The Spending Power,Standing,Justiciability (was the Problem
with the Spending Power).
John C. Eastman
res07ujr at VERIZON.NET
Mon Aug 27 14:43:34 PDT 2001
I agree with the political problem Sandy describes below, but disagree with his
conclusion. Isn't the fact that the "Madisonian" platform would not be a recipe
for winning elective office today the very reason the Courts are there to
enforce the higher law rather than the contrary will of the majority at a given
point in time. The real question is not whether someone running on such a
platform could win an election today, but whether a constitutional amendment
running on the "no limits to federal spending" platform could succeed,
particularly in light of the processes that were designed to force "We, the
people" to give a more serious consideration to such matters than we typically
do in a single election or even in a string of elections. I see nothing wrong
with the view that "We, the people," recognizing, in a constitutional moment of
heightened deliberation, the tendency in all of us to become pigs at the public
trough, might demand more goodies at every election and still expect the courts
to protect us from those tendencies. That was the essence of the James Buchanan
veto message I quoted earlier.
--John Eastman
Sanford Levinson wrote:
> I think that John Eastman is probably correct when he writes that
>
> So yes, under the view of the clause that prevailed at the outset (or at
> least from 1801 to 1863, but for a brief interlude during the second Adams
> administration), the OASDI would have been viewed as constitutionally
> problematic. Change OASDI to the agriculture subsidies, and it becomes
> even more clear that taxing people in Maine and Vermont to subsidize
> corporate farmers in Iowa would not have been viewed as permissible, any
> more than the attempt to subsidize the New England Cod Fish industry
> was viewed as permissible in the 1790s -- whether the lower price of fish
> or of wheat that might result was, in Congress's view, good for the country.
>
> --------------
>
> The problem with his normative vision is not its cogency or even the fact
> that it would require undoing the principal thrust of the New Deal
> revolution, which is the unavilability to the court of a sufficiently
> robust notion of "national/local" to warrant judicial oversight. Rather,
> it is the fact that Republican fat cats who own large farms are as eager to
> continue receiving federal subsides as the Democrats' favorite recipients.

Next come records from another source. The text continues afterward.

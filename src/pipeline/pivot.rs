//! Pivot per-date chunk files into per-entity time series
//!
//! For one value kind and one chunk, every date's chunk file is loaded as a
//! compressed blob and all dates are decoded in lockstep, so the output is
//! written entity by entity: the series of the entity at offset `j` lands
//! at `[j * D, (j + 1) * D)` of `<ts_dir>/<kind>/<kind>_NN.gz`.

use crate::pipeline::context::{run_bounded, RunContext, StageLog};
use crate::pipeline::error::PipelineResult;
use crate::storage::codec::{create_gz, finish_gz, F64Reader};
use crate::storage::{
    discover_date_dirs, series_dir, write_lines, ChunkLayout, DateDir, EntityKind, Stage,
    StorageError, ValueKind, DATES_FILE,
};
use flate2::read::MultiGzDecoder;
use std::io::{Cursor, Write};
use std::path::Path;
use std::sync::Arc;

type BlobReader = F64Reader<MultiGzDecoder<Cursor<Vec<u8>>>>;

/// Load one date's chunk file into memory; `None` when the file is missing
fn load_blob(path: &Path) -> PipelineResult<Option<BlobReader>> {
    match std::fs::read(path) {
        Ok(bytes) => Ok(Some(F64Reader::new(MultiGzDecoder::new(Cursor::new(bytes))))),
        Err(e) if e.kind() == std::io::ErrorKind::NotFound => Ok(None),
        Err(e) => Err(StorageError::file(path, e).into()),
    }
}

/// Pivot one chunk of `kind` across `dates` into `out`
///
/// A missing date file contributes NaN for every entity. A date file with
/// fewer than `chunk_len` values is fatal.
pub fn pivot_chunk(
    dates: &[DateDir],
    kind: ValueKind,
    chunk: usize,
    chunk_len: usize,
    out: &Path,
    log: &StageLog,
) -> PipelineResult<()> {
    let file_name = kind.chunk_file(chunk);
    let mut sources = Vec::with_capacity(dates.len());
    for date in dates {
        let source = load_blob(&date.path.join(&file_name))?;
        if source.is_none() {
            log.record(format!("Missing date: {} ({})", date.date, file_name));
        }
        sources.push(source);
    }
    tracing::debug!("Loaded {} blobs for {}", sources.len(), file_name);

    let mut writer = create_gz(out)?;
    let mut row = Vec::with_capacity(dates.len() * 8);
    for offset in 0..chunk_len {
        row.clear();
        for (date, source) in dates.iter().zip(sources.iter_mut()) {
            let value = match source {
                Some(reader) => reader.next_value()?.ok_or_else(|| {
                    tracing::error!("{} for {} ends at entity {}", file_name, date.date, offset);
                    StorageError::LengthMismatch {
                        expected: chunk_len,
                        found: offset,
                    }
                })?,
                None => f64::NAN,
            };
            row.extend_from_slice(&value.to_le_bytes());
        }
        writer.write_all(&row)?;
    }
    finish_gz(writer)?;

    for (date, source) in dates.iter().zip(sources.iter_mut()) {
        if let Some(reader) = source {
            if reader.next_value()?.is_some() {
                log.record(format!("{} for {} is longer than {} values", file_name, date.date, chunk_len));
            }
        }
    }
    Ok(())
}

/// Write the date index of a series directory, one `YYYY-MM-DD` per line
pub fn write_dates(dir: &Path, dates: &[DateDir]) -> PipelineResult<()> {
    let lines: Vec<String> = dates.iter().map(|d| d.date.to_string()).collect();
    write_lines(dir.join(DATES_FILE), &lines)?;
    Ok(())
}

/// Pivot every chunk of one value kind
pub async fn run_pivot(ctx: &RunContext, kind: ValueKind) -> PipelineResult<usize> {
    let info = ctx.load_info()?;
    let layout: ChunkLayout = ctx.layout(info.n_village);
    let dates = Arc::new(discover_date_dirs(&ctx.base_dir(EntityKind::Village), None)?);
    let out_dir = series_dir(&ctx.ts_root(), kind);
    let log = ctx.stage_log(Stage::Pivot(kind))?;

    std::fs::create_dir_all(&out_dir)?;
    write_dates(&out_dir, &dates)?;
    tracing::info!(
        "Pivoting {} over {} dates into {} chunks at {:?}",
        kind,
        dates.len(),
        layout.chunk_count(),
        out_dir
    );

    let units = (0..layout.chunk_count()).map(|chunk| {
        let dates = Arc::clone(&dates);
        let out = out_dir.join(kind.chunk_file(chunk));
        let log = log.clone();
        move || -> PipelineResult<usize> {
            pivot_chunk(&dates, kind, chunk, layout.chunk_len(chunk), &out, &log)?;
            tracing::info!("Pivoted {} chunk {}", kind, chunk);
            Ok(chunk)
        }
    });

    let done = run_bounded(ctx.limits().pivot.clone(), units).await?;
    log.flush()?;
    Ok(done.len())
}

#[cfg(test)]
mod tests {
    use super::*;
    use crate::config::Config;
    use crate::pipeline::error::PipelineError;
    use crate::storage::{read_chunk, write_chunks, DatasetInfo, DateKey, TimeSeriesReader};
    use tempfile::tempdir;

    fn context(dir: &Path, chunk_size: usize) -> RunContext {
        let mut config = Config::default();
        config.paths.path = dir.to_path_buf();
        config.layout.chunk_size = chunk_size;
        RunContext::new(config)
    }

    #[tokio::test]
    async fn test_pivot_matches_date_files() {
        let dir = tempdir().unwrap();
        let ctx = context(dir.path(), 3);
        DatasetInfo::new(5, 3).save(&ctx.info_file()).unwrap();

        let base = ctx.base_dir(EntityKind::Village);
        let layout = ChunkLayout::new(3, 5);
        let days: Vec<DateKey> = (1..=4).map(|d| DateKey::from_ymd(2003, 2, d).unwrap()).collect();
        for (d, day) in days.iter().enumerate() {
            let values: Vec<f64> = (0..5).map(|e| (d * 100 + e) as f64).collect();
            write_chunks(&day.dir_in(&base), ValueKind::Observed, &layout, &values).unwrap();
        }

        assert_eq!(run_pivot(&ctx, ValueKind::Observed).await.unwrap(), 2);

        let reader = TimeSeriesReader::open(&ctx.ts_root(), ValueKind::Observed, layout).unwrap();
        assert_eq!(reader.dates(), days.as_slice());

        let n_dates = days.len();
        for chunk in 0..layout.chunk_count() {
            let pivoted = reader.read_chunk(chunk).unwrap();
            for (d, day) in days.iter().enumerate() {
                let column = read_chunk(&day.dir_in(&base), ValueKind::Observed, chunk).unwrap();
                for (j, value) in column.iter().enumerate() {
                    assert_eq!(pivoted[j * n_dates + d], *value);
                }
            }
        }

        assert_eq!(reader.series(4).unwrap(), vec![4.0, 104.0, 204.0, 304.0]);
    }

    #[tokio::test]
    async fn test_missing_date_file_is_nan() {
        let dir = tempdir().unwrap();
        let ctx = context(dir.path(), 2);
        DatasetInfo::new(2, 2).save(&ctx.info_file()).unwrap();

        let base = ctx.base_dir(EntityKind::Village);
        let layout = ChunkLayout::new(2, 2);
        let day1 = DateKey::from_ymd(2003, 2, 1).unwrap();
        let day2 = DateKey::from_ymd(2003, 2, 2).unwrap();
        write_chunks(&day1.dir_in(&base), ValueKind::Background, &layout, &[1.0, 2.0]).unwrap();
        std::fs::create_dir_all(day2.dir_in(&base)).unwrap();

        run_pivot(&ctx, ValueKind::Background).await.unwrap();

        let reader = TimeSeriesReader::open(&ctx.ts_root(), ValueKind::Background, layout).unwrap();
        let series = reader.series(1).unwrap();
        assert_eq!(series[0], 2.0);
        assert!(series[1].is_nan());

        let log = std::fs::read_to_string(dir.path().join("pivot_background.log")).unwrap();
        assert!(log.contains("Missing date: 2003-02-02"));
    }

    #[test]
    fn test_short_date_file_is_fatal() {
        let dir = tempdir().unwrap();
        let date = DateDir::new(dir.path(), DateKey::from_ymd(2003, 2, 1).unwrap());
        write_chunks(&date.path, ValueKind::Observed, &ChunkLayout::new(2, 2), &[1.0, 2.0]).unwrap();
        let log = StageLog::create(dir.path(), Stage::Pivot(ValueKind::Observed)).unwrap();

        let out = dir.path().join("out.gz");
        let err = pivot_chunk(&[date], ValueKind::Observed, 0, 3, &out, &log).unwrap_err();
        assert!(matches!(
            err,
            PipelineError::Storage(StorageError::LengthMismatch { expected: 3, found: 2 })
        ));
    }
}
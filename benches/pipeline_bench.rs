//! Benchmarks for the nightlights hot paths
//!
//! Run with: cargo bench

use criterion::{black_box, criterion_group, criterion_main, BenchmarkId, Criterion, Throughput};
use nightlights::pipeline::background::{compute_background, trimmed_stats};
use nightlights::pipeline::rewriter::densify;
use nightlights::storage::*;
use tempfile::tempdir;

fn create_values(count: usize) -> Vec<f64> {
    (0..count)
        .map(|i| if i % 17 == 0 { f64::NAN } else { (i % 251) as f64 * 0.25 })
        .collect()
}

fn bench_codec(c: &mut Criterion) {
    let mut group = c.benchmark_group("codec");
    let dir = tempdir().unwrap();

    for size in [1_000, 20_000] {
        let values = create_values(size);
        let path = dir.path().join(format!("bench_{}.gz", size));
        group.throughput(Throughput::Elements(size as u64));

        group.bench_with_input(BenchmarkId::new("write_f64_array", size), &values, |b, values| {
            b.iter(|| write_f64_array(&path, black_box(values)).unwrap())
        });

        write_f64_array(&path, &values).unwrap();
        group.bench_with_input(BenchmarkId::new("read_f64_array", size), &path, |b, path| {
            b.iter(|| read_f64_array(black_box(path)).unwrap())
        });

        group.bench_with_input(BenchmarkId::new("read_f64_sub_array", size), &path, |b, path| {
            b.iter(|| read_f64_sub_array(black_box(path), size / 2, size / 2 + 10).unwrap())
        });
    }

    group.finish();
}

fn bench_densify(c: &mut Criterion) {
    let mut group = c.benchmark_group("densify");

    for size in [10_000, 100_000] {
        // Every third entity observed, in reverse order
        let records: Vec<IdValue> = (0..size)
            .rev()
            .step_by(3)
            .map(|i| IdValue::new(i as i64, i as f64))
            .collect();
        group.throughput(Throughput::Elements(records.len() as u64));

        group.bench_with_input(BenchmarkId::from_parameter(size), &records, |b, records| {
            b.iter(|| densify(black_box(records), size).unwrap())
        });
    }

    group.finish();
}

fn bench_background(c: &mut Criterion) {
    let mut group = c.benchmark_group("background");

    let mut window = create_values(1000);
    window.retain(|v| !v.is_nan());
    group.bench_function("trimmed_stats_1000", |b| {
        b.iter_batched(
            || window.clone(),
            |mut values| trimmed_stats(black_box(&mut values), 0.25, 0.75),
            criterion::BatchSize::SmallInput,
        )
    });

    let darkspots = create_values(50_000);
    let lists: Vec<Vec<EntityId>> = (0..2_000u32)
        .map(|v| (0..40u32).map(|k| (v * 23 + k * 101) % 50_000).collect())
        .collect();
    let graph = MatchGraph::from_lists(1000, lists).unwrap();
    let date = DateKey::from_ymd(2004, 5, 1).unwrap();

    group.throughput(Throughput::Elements(graph.village_count() as u64));
    group.bench_function("compute_background_2000_villages", |b| {
        b.iter(|| compute_background(date, black_box(&darkspots), &graph, 0.25, 0.75).unwrap())
    });

    group.finish();
}

criterion_group!(benches, bench_codec, bench_densify, bench_background);
criterion_main!(benches);
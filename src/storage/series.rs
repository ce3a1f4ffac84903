//! Pivoted time-series files
//!
//! ```text
//! <ts_dir>/<kind>/dates.txt.gz      one YYYY-MM-DD line per date index
//! <ts_dir>/<kind>/<kind>_<NN>.gz    chunk_len × n_dates float64 values
//! ```
//!
//! Within a chunk file the series of the entity at offset `j` occupies
//! `[j * n_dates, (j + 1) * n_dates)`, in date order.

use crate::storage::codec::{read_f64_array, read_f64_sub_array, read_lines};
use crate::storage::dates::DateKey;
use crate::storage::error::{StorageError, StorageResult};
use crate::storage::types::{ChunkLayout, ValueKind};
use std::path::{Path, PathBuf};

/// Name of the date index file inside a series directory
pub const DATES_FILE: &str = "dates.txt.gz";

/// Directory holding the pivoted series of one value kind
pub fn series_dir(ts_root: &Path, kind: ValueKind) -> PathBuf {
    ts_root.join(kind.stem())
}

/// Random access to pivoted series by entity id
pub struct TimeSeriesReader {
    dir: PathBuf,
    kind: ValueKind,
    dates: Vec<DateKey>,
    layout: ChunkLayout,
}

impl TimeSeriesReader {
    pub fn open(ts_root: &Path, kind: ValueKind, layout: ChunkLayout) -> StorageResult<Self> {
        let dir = series_dir(ts_root, kind);
        let dates = read_lines(dir.join(DATES_FILE))?
            .iter()
            .filter(|l| !l.trim().is_empty())
            .map(|l| DateKey::parse(l))
            .collect::<StorageResult<Vec<_>>>()?;

        Ok(Self {
            dir,
            kind,
            dates,
            layout,
        })
    }

    pub fn dates(&self) -> &[DateKey] {
        &self.dates
    }

    pub fn chunk_path(&self, chunk: usize) -> PathBuf {
        self.dir.join(self.kind.chunk_file(chunk))
    }

    /// The full series of one entity, one value per date
    pub fn series(&self, id: usize) -> StorageResult<Vec<f64>> {
        if id >= self.layout.entity_count() {
            return Err(StorageError::IdOutOfRange {
                id: id as i64,
                count: self.layout.entity_count(),
            });
        }
        let (chunk, offset) = self.layout.locate(id);
        let n = self.dates.len();
        read_f64_sub_array(self.chunk_path(chunk), offset * n, (offset + 1) * n)
    }

    /// Every series of a chunk, checked against the expected size
    pub fn read_chunk(&self, chunk: usize) -> StorageResult<Vec<f64>> {
        let values = read_f64_array(self.chunk_path(chunk))?;
        let expected = self.layout.chunk_len(chunk) * self.dates.len();
        if values.len() != expected {
            return Err(StorageError::LengthMismatch {
                expected,
                found: values.len(),
            });
        }
        Ok(values)
    }
}

#[cfg(test)]
mod tests {
    use super::*;
    use crate::storage::codec::{write_f64_array, write_lines};
    use tempfile::tempdir;

    #[test]
    fn test_series_lookup() {
        let dir = tempdir().unwrap();
        let root = dir.path();
        let sdir = series_dir(root, ValueKind::Observed);
        write_lines(sdir.join(DATES_FILE), &["2001-01-01", "2001-01-02"]).unwrap();

        // chunk size 2, 3 entities: chunk 0 holds ids 0 and 1, chunk 1 holds id 2
        write_f64_array(sdir.join("vis_observed_00.gz"), &[0.0, 0.1, 1.0, 1.1]).unwrap();
        write_f64_array(sdir.join("vis_observed_01.gz"), &[2.0, 2.1]).unwrap();

        let reader =
            TimeSeriesReader::open(root, ValueKind::Observed, ChunkLayout::new(2, 3)).unwrap();
        assert_eq!(reader.dates().len(), 2);
        assert_eq!(reader.series(1).unwrap(), vec![1.0, 1.1]);
        assert_eq!(reader.series(2).unwrap(), vec![2.0, 2.1]);
        assert!(reader.series(3).is_err());
        assert_eq!(reader.read_chunk(1).unwrap(), vec![2.0, 2.1]);
    }
}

> For better or worse, it is unthinkable that anyone could run for public
> office on a forthright "Eastmanite" program, which would, among other
> things, involve promising to vote against any and all disaster relief
> legislation for one's constituents save the (unlikely) situation where
> there is indeed a genuine national interest, under Eastman's criteria, in
> fighting the forest fires, etc. "We the People" have spoken, for better
> and worse, in behalf of a vision of a taxing-and-spending national
> government that is simply not going to go away. The great debates are over
> who gets to drink from the federal trough, not whether the federal
> government must stop simply get out of the water-supply business.